WORK ITEM: Search the entries for the word "current". Copy every line where it turns up.

DATASET:
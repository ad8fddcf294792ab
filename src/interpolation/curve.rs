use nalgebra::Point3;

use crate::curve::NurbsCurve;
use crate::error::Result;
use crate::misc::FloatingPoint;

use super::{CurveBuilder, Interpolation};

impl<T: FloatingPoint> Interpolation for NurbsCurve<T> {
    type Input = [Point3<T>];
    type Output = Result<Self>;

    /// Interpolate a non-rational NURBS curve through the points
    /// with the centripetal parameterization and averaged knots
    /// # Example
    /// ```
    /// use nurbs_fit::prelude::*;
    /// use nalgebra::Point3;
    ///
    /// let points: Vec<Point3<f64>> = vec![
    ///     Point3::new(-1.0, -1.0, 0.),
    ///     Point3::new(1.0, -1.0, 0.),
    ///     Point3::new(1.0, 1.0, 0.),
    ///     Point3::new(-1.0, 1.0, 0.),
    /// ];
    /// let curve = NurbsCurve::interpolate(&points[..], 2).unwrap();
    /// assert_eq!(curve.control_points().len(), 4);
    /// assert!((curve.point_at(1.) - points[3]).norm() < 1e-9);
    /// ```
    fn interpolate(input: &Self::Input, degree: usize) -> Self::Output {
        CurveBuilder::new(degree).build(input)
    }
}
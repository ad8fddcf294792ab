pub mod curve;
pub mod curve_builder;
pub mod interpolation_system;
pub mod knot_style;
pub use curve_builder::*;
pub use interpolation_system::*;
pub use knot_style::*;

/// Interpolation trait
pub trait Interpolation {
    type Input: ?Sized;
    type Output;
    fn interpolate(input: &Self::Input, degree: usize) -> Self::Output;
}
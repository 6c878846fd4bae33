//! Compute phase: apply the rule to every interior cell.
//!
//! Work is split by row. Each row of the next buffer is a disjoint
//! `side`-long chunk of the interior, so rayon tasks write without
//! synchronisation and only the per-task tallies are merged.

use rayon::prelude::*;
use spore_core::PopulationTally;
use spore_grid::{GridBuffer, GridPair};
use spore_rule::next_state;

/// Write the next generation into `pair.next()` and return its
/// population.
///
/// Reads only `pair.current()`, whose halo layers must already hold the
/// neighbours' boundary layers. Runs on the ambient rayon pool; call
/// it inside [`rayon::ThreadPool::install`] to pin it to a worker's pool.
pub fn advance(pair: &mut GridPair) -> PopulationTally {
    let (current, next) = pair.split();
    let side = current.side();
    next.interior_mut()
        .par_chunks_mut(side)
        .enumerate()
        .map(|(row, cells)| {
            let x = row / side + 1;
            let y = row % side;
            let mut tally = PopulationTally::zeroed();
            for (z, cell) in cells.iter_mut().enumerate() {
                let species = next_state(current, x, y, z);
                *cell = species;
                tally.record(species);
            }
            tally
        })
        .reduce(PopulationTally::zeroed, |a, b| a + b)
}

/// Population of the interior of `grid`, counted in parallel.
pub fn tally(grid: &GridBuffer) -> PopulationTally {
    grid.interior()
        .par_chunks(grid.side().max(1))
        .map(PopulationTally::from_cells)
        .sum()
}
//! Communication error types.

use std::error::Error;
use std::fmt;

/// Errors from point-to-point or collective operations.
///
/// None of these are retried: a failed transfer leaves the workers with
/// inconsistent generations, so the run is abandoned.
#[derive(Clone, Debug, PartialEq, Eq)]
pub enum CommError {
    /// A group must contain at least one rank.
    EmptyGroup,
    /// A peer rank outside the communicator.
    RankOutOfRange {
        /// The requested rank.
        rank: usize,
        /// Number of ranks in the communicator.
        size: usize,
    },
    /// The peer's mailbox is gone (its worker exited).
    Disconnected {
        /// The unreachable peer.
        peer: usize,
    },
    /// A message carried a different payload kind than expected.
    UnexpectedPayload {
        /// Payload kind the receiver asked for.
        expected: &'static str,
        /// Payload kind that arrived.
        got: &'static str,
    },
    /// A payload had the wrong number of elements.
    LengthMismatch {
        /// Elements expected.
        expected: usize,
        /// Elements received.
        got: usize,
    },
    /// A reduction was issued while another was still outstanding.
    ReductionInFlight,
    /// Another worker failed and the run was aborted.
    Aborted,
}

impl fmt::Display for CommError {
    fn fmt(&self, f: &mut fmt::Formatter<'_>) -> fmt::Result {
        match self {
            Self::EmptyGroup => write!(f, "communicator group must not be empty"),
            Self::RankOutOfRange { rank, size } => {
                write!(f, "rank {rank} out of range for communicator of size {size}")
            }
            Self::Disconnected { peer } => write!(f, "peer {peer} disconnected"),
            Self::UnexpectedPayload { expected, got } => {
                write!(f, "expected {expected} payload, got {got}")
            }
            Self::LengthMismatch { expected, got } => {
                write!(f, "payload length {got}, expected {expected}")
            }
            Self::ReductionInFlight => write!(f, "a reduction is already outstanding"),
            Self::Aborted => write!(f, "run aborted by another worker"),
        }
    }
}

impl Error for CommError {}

TASK OUTPUT:
/// Reads only `pair.current()`, whose halo layers must already hold the
    let (current, next) = pair.split();
    let side = current.side();
                let species = next_state(current, x, y, z);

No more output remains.